(EXTRACTED DATA begins)
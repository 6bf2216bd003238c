// Test helpers for kafka_demo integration tests
//
// Every test runs against the in-process simulated broker, so no Kafka
// cluster is needed. Each test file pulls this in with `mod helpers;` and
// uses a subset, hence the dead_code allowance.

#![allow(dead_code)]

use std::sync::Arc;
use std::time::Duration;

use async_trait::async_trait;
use parking_lot::Mutex;

use kafka_demo::kafka::{
    ConsumerRequest, DeliveryCallback, DeliveryStream, Handler, InMemoryBroker, MessageBroker,
    OutboundMessage, ReceivedMessage, RecordHeaders, SendResult, TopicSpec,
};
use kafka_demo::{BrokerMode, Config, DemoError};

/// Config pointed at the simulated broker with a short latch timeout
pub fn memory_config() -> Config {
    Config {
        broker_mode: BrokerMode::Memory,
        latch_timeout_ms: 2_000,
        ..Config::default()
    }
}

/// Simulated broker with the topics `config` expects
pub fn demo_broker(config: &Config) -> Arc<InMemoryBroker> {
    let broker = Arc::new(InMemoryBroker::new());
    for topic in config.topics() {
        broker
            .create_topic(&topic.name, topic.partitions)
            .expect("topic spec should be valid");
    }
    broker
}

/// Simulated broker that refuses every publish to one partition
pub struct RejectingBroker {
    pub inner: Arc<InMemoryBroker>,
    topic: String,
    partition: i32,
}

impl RejectingBroker {
    pub fn new(inner: Arc<InMemoryBroker>, topic: &str, partition: i32) -> Arc<Self> {
        Arc::new(Self {
            inner,
            topic: topic.to_string(),
            partition,
        })
    }
}

#[async_trait]
impl MessageBroker for RejectingBroker {
    async fn publish(&self, message: &OutboundMessage) -> kafka_demo::Result<SendResult> {
        if message.topic == self.topic && message.partition == Some(self.partition) {
            return Err(DemoError::Publish {
                topic: message.topic.clone(),
                partition: self.partition,
                error: "Broker: Not leader for partition".to_string(),
            });
        }
        self.inner.publish(message).await
    }

    async fn open_consumer(&self, request: ConsumerRequest) -> kafka_demo::Result<DeliveryStream> {
        self.inner.open_consumer(request).await
    }

    async fn health_check(&self) -> kafka_demo::Result<()> {
        self.inner.health_check().await
    }

    async fn ensure_topics(&self, topics: &[TopicSpec]) -> kafka_demo::Result<()> {
        self.inner.ensure_topics(topics).await
    }

    fn flush(&self, timeout: Duration) -> kafka_demo::Result<()> {
        self.inner.flush(timeout)
    }

    fn name(&self) -> &'static str {
        "rejecting"
    }
}

/// Records every delivery a handler receives
#[derive(Default, Clone)]
pub struct Recorder {
    seen: Arc<Mutex<Vec<(ReceivedMessage, RecordHeaders)>>>,
}

impl Recorder {
    pub fn handler(&self) -> Handler {
        let seen = self.seen.clone();
        Arc::new(move |message: &ReceivedMessage, headers: &RecordHeaders| {
            seen.lock().push((message.clone(), headers.clone()));
        })
    }

    pub fn payloads(&self) -> Vec<String> {
        self.seen.lock().iter().map(|(m, _)| m.payload.clone()).collect()
    }

    pub fn partitions(&self) -> Vec<i32> {
        self.seen.lock().iter().map(|(m, _)| m.partition).collect()
    }

    pub fn headers(&self) -> Vec<RecordHeaders> {
        self.seen.lock().iter().map(|(_, h)| h.clone()).collect()
    }

    pub fn len(&self) -> usize {
        self.seen.lock().len()
    }
}

/// Counts delivery callback outcomes
#[derive(Default)]
pub struct CountingCallback {
    pub successes: Mutex<Vec<SendResult>>,
    pub failures: Mutex<Vec<String>>,
}

impl DeliveryCallback for CountingCallback {
    fn on_success(&self, _message: &OutboundMessage, result: &SendResult) {
        self.successes.lock().push(*result);
    }

    fn on_failure(&self, _message: &OutboundMessage, error: &DemoError) {
        self.failures.lock().push(error.to_string());
    }
}

/// Poll `condition` until it holds or `timeout` elapses
pub async fn wait_until<F: Fn() -> bool>(condition: F, timeout: Duration) -> bool {
    let deadline = tokio::time::Instant::now() + timeout;
    while tokio::time::Instant::now() < deadline {
        if condition() {
            return true;
        }
        tokio::time::sleep(Duration::from_millis(5)).await;
    }
    condition()
}
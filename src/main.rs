use std::process;
use std::sync::Arc;

use tracing::{error, info, warn};
use tracing_subscriber::EnvFilter;

use kafka_demo::{connect_broker, Config, DemoRunner};

#[tokio::main]
async fn main() {
    tracing_subscriber::fmt()
        .with_env_filter(
            EnvFilter::try_from_default_env().unwrap_or_else(|_| EnvFilter::new("info")),
        )
        .init();

    let config = match Config::load() {
        Ok(config) => Arc::new(config),
        Err(e) => {
            error!("{}", e);
            process::exit(2);
        }
    };
    info!("Loaded configuration: {:?}", config);

    let broker = match connect_broker(config.clone()) {
        Ok(broker) => broker,
        Err(e) => {
            error!("Failed to create {} broker: {}", config.broker_mode.as_str(), e);
            process::exit(1);
        }
    };

    if let Err(e) = broker.health_check().await {
        error!("{} broker not reachable: {}", broker.name(), e);
        process::exit(1);
    }

    match DemoRunner::new(config, broker).run().await {
        Ok(report) if report.all_completed() => info!("Demo finished"),
        Ok(_) => {
            warn!("Demo finished with timed out stages");
            process::exit(1);
        }
        Err(e) => {
            error!("Demo aborted: {}", e);
            process::exit(1);
        }
    }
}
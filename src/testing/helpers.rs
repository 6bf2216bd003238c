//! Config and broker fixtures for unit tests

use std::sync::Arc;

use crate::config::{BrokerMode, Config};
use crate::kafka::memory::InMemoryBroker;

/// Returns a Config pointed at the simulated broker with a short latch timeout
pub fn mock_config() -> Config {
    Config {
        broker_mode: BrokerMode::Memory,
        latch_timeout_ms: 2_000,
        ..Config::default()
    }
}

/// Simulated broker with the demo topics already created
pub fn demo_broker(config: &Config) -> Arc<InMemoryBroker> {
    let broker = Arc::new(InMemoryBroker::new());
    for topic in config.topics() {
        broker
            .create_topic(&topic.name, topic.partitions)
            .expect("demo topics are valid");
    }
    broker
}

#[cfg(test)]
mod tests {
    use super::*;

    #[test]
    fn test_mock_config_defaults() {
        let config = mock_config();
        assert_eq!(config.broker_mode, BrokerMode::Memory);
        assert!(config.validate().is_ok());
    }

    #[test]
    fn test_demo_broker_has_topics() {
        let config = mock_config();
        let broker = demo_broker(&config);
        assert_eq!(broker.partition_count("topic1"), Some(1));
        assert_eq!(broker.partition_count("partitioned"), Some(5));
        assert_eq!(broker.partition_count("filtered"), Some(1));
    }
}
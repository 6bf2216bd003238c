//! Partition-targeted publish tests

use kafka_demo::kafka::{
    HeaderRequirement, ListenerContainer, ListenerRegistry, ListenerSpec, MessageProducer,
    TopicNames,
};

use crate::assertions::assert_equal;
use crate::common::{create_broker, kafka_config, TestResult, QUIET_PERIOD, TEST_TIMEOUT};
use crate::fixtures::Collector;
use crate::setup::TestContext;

/// One message per partition 0-4; the listener bound to {0, 3} gets two
pub async fn test_partition_binding() -> TestResult {
    println!("=== Test: Partition Binding ===\n");

    let ctx = TestContext::new().await?;
    let topic = ctx.create_topic("partitioned", 5).await?;

    let mut config = kafka_config();
    config.partitioned_topic = topic.clone();
    let broker = create_broker(&config)?;

    let bound = Collector::new("partition", 2);
    let mut registry = ListenerRegistry::new();
    registry.register(
        ListenerSpec::partitions("partitions", &topic, &[0, 3], bound.handler())
            .with_group_id(ctx.unique_group("partitions"))
            .with_headers(HeaderRequirement::Partition),
    )?;
    let container = ListenerContainer::start(broker.clone(), registry).await?;

    let producer = MessageProducer::new(broker, TopicNames::from_config(&config));
    for partition in 0..5 {
        let sent = producer
            .send_message_to_partition("Hello To Partitioned Topic!", partition)
            .await?;
        assert_equal("Target partition", partition, sent.partition)?;
    }

    bound.wait(TEST_TIMEOUT).await?;
    tokio::time::sleep(QUIET_PERIOD).await;
    container.stop().await;

    let mut partitions: Vec<i32> = bound.collected().iter().map(|c| c.partition).collect();
    partitions.sort_unstable();
    assert_equal("Delivered partitions", vec![0, 3], partitions)?;

    let mut headers: Vec<Option<i32>> = bound
        .collected()
        .iter()
        .map(|c| c.header_partition)
        .collect();
    headers.sort_unstable();
    assert_equal("Partition headers", vec![Some(0), Some(3)], headers)?;

    ctx.cleanup().await?;
    println!("\n   Test PASSED\n");
    Ok(())
}

/// Publishing beyond the partition count fails without a delivery
pub async fn test_invalid_partition_rejected() -> TestResult {
    println!("=== Test: Invalid Partition ===\n");

    let ctx = TestContext::new().await?;
    let topic = ctx.create_topic("partitioned", 5).await?;

    let mut config = kafka_config();
    config.partitioned_topic = topic;
    config.message_timeout_ms = 3_000;
    let broker = create_broker(&config)?;

    let producer = MessageProducer::new(broker, TopicNames::from_config(&config));
    match producer.send_message_to_partition("nowhere", 7).await {
        Ok(sent) => {
            return Err(format!("publish to partition 7 succeeded at offset {}", sent.offset).into())
        }
        Err(e) => println!("   Expected failure: {}", e),
    }

    ctx.cleanup().await?;
    println!("\n   Test PASSED\n");
    Ok(())
}
//! Expected failure tests
//!
//! Publishing to an unreachable broker, and waiting on deliveries that
//! never come.

use std::time::Duration;

use kafka_demo::kafka::{
    DeliveryCallback, DeliveryLatch, MessageProducer, OutboundMessage, SendResult, TopicNames,
};
use kafka_demo::DemoError;
use parking_lot::Mutex;

use crate::assertions::assert_equal;
use crate::common::{create_broker, kafka_config, TestResult};

#[derive(Default)]
struct OutcomeCounter {
    successes: Mutex<usize>,
    failures: Mutex<Vec<String>>,
}

impl DeliveryCallback for OutcomeCounter {
    fn on_success(&self, _message: &OutboundMessage, _result: &SendResult) {
        *self.successes.lock() += 1;
    }

    fn on_failure(&self, _message: &OutboundMessage, error: &DemoError) {
        self.failures.lock().push(error.to_string());
    }
}

/// A publish to a port nobody listens on reports failure only
pub async fn test_connection_refused() -> TestResult {
    println!("=== Test: Connection Refused ===\n");

    let mut config = kafka_config();
    config.bootstrap_servers = "localhost:19999".to_string();
    config.message_timeout_ms = 1_000;
    let broker = create_broker(&config)?;

    let health = broker.health_check().await;
    assert_equal("Health check failed", true, health.is_err())?;

    let producer = MessageProducer::new(broker, TopicNames::from_config(&config));
    let callback = OutcomeCounter::default();
    let result = producer
        .send_with_callback(OutboundMessage::new("test-topic", "test"), &callback)
        .await;

    match &result {
        Err(e) => println!("   Expected failure occurred: {}", e),
        Ok(sent) => println!("   Unexpected success at offset {}", sent.offset),
    }
    assert_equal("Publish failed", true, result.is_err())?;
    assert_equal("Success callbacks", 0, *callback.successes.lock())?;
    assert_equal("Failure callbacks", 1, callback.failures.lock().len())?;

    println!("\n   Test PASSED (graceful failure handling)\n");
    Ok(())
}

/// Waiting past the timeout yields an explicit LatchTimeout
pub async fn test_latch_timeout_is_explicit() -> TestResult {
    println!("=== Test: Latch Timeout ===\n");

    let latch = DeliveryLatch::new("never", 2);
    latch.count_down();

    match latch.wait(Duration::from_millis(200)).await {
        Err(DemoError::LatchTimeout { remaining, .. }) => {
            assert_equal("Remaining deliveries", 1, remaining)?;
        }
        other => return Err(format!("expected LatchTimeout, got {:?}", other).into()),
    }

    println!("\n   Test PASSED\n");
    Ok(())
}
(EXTRACTED DATA ends)
→ TO DO:
What is asked for is an exact copy of the lines above from the one containing "pub fn headers(&self)" through the one containing "impl DeliveryCallback for CountingCallback", and only those.

→ FINISHED EXERCISE:
    pub fn headers(&self) -> Vec<RecordHeaders> {
        self.seen.lock().iter().map(|(_, h)| h.clone()).collect()
    }

    pub fn len(&self) -> usize {
        self.seen.lock().len()
    }
}

/// Counts delivery callback outcomes
#[derive(Default)]
pub struct CountingCallback {
    pub successes: Mutex<Vec<SendResult>>,
    pub failures: Mutex<Vec<String>>,
}

impl DeliveryCallback for CountingCallback {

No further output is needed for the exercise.